Float plans are useful for any boat, whether it’s a kayak or cruising yacht. Here is a blank one to get you started. Fill it out completely and give it to someone reliable. Be clear about when they should take action. You don’t want them to panic if you’re a few minutes late, but you also don’t want them to delay too long. It’s better to notify rescuers and have it called off when you show up a little late than wait overnight while you may be treading water.
Whether you are on the water for an afternoon or a month-long excursion, a float plan can be a lifesaver. Download a copy of the BoatUS Float Plan to get you started.
A float plan includes all the pertinent information the Coast Guard will need in a search, including the names of the owner and operator of the vessel, description of the operator and passengers, and information about the vessel. It will also include info about your trip including departure date, departure location, destination, your planned route, if you will have a buddy’s boat close by, and your expected return time. Also, consider adding another page with photos showing the make and color of the boat along with any identifying markings, and the size and brand of your outboard. And don’t forget to notify your emergency float plan contact when you reach your destination and if you materially change your plans. Some details in float plans may vary depending up on the length of your trip.
Float Plan Travel Tips
My partner and I recently completed a month-long, 950-mile cruise up the East Coast. Using a BoatUS float plan gave us peace of mind, especially on longer legs. We came home with a few suggestions to share with fellow boaters.
1. During your trip, try texting, emailing, or/and calling your float plan contact person to check that you can get through.
2. Text or call your contact at arrival and departure points during an extended trip, especially one with several longer legs.
3. If your boat has an MMSI properly registered and an AIS properly set up, your contact (or even rescuers) can plug your MMSI number into an AIS tracking website to pinpoint your location and watch your progress. (Note that the websites aren’t always up to date.) BoatUS Members can request a free MMSI number.

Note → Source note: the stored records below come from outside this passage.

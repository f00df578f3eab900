//! `sr-arq` — Selective-Repeat Automatic Repeat reQuest.
//!
//! Reliable, in-order, exactly-once delivery of fixed-size messages from
//! entity A to entity B over a channel that may lose or corrupt packets.
//!
//! # Architecture
//!
//! ```text
//!  application ──▶ Backlog ──▶ SrSender ──data──▶ channel ──▶ SrReceiver ──▶ application
//!                                ▲    ▲                           │
//!                                │    └────── individual ACKs ────┘
//!                              timer
//! ```
//!
//! The protocol core is a pair of synchronous state machines that talk to
//! their environment only through the [`host::Host`] trait.  Two
//! environments are provided: a seeded discrete-event emulator and a tokio
//! UDP transport.
//!
//! Each module has a single responsibility:
//! - [`packet`]     — packet layout, additive checksum, wire codec
//! - [`seq_space`]  — modular sequence-number arithmetic
//! - [`config`]     — validated protocol parameters
//! - [`state`]      — per-slot lifecycle enums
//! - [`host`]       — environment trait and the recording [`host::Outbox`]
//! - [`timer`]      — the sender's single logical retransmission timer
//! - [`backlog`]    — unbounded FIFO of not-yet-admitted messages
//! - [`sender`]     — SR send-side window
//! - [`receiver`]   — SR receive-side window
//! - [`simulator`]  — lossy/corrupting discrete-event network emulator
//! - [`socket`]     — async UDP socket abstraction
//! - [`transfer`]   — SR endpoints running over a [`socket::Socket`]

pub mod backlog;
pub mod config;
pub mod host;
pub mod packet;
pub mod receiver;
pub mod sender;
pub mod seq_space;
pub mod simulator;
pub mod socket;
pub mod state;
pub mod timer;
pub mod transfer;

pub use config::{ArqConfig, ConfigError};
pub use host::{Entity, Host};
pub use packet::{Message, Packet};
pub use receiver::SrReceiver;
pub use sender::SrSender;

4. If you’re buddy boating, encourage your friend(s) to file a float plan, too, and tell your contacts you’re traveling in company, following the same itinerary — useful info if help is needed. Also, if both boats have MMSI-enabled VHFs, try calling each other’s MMSI number periodically to check in. Calling by MMSI number keeps channel 16 open for emergencies as it starts its transmission on dedicated digital MMSI channel 70.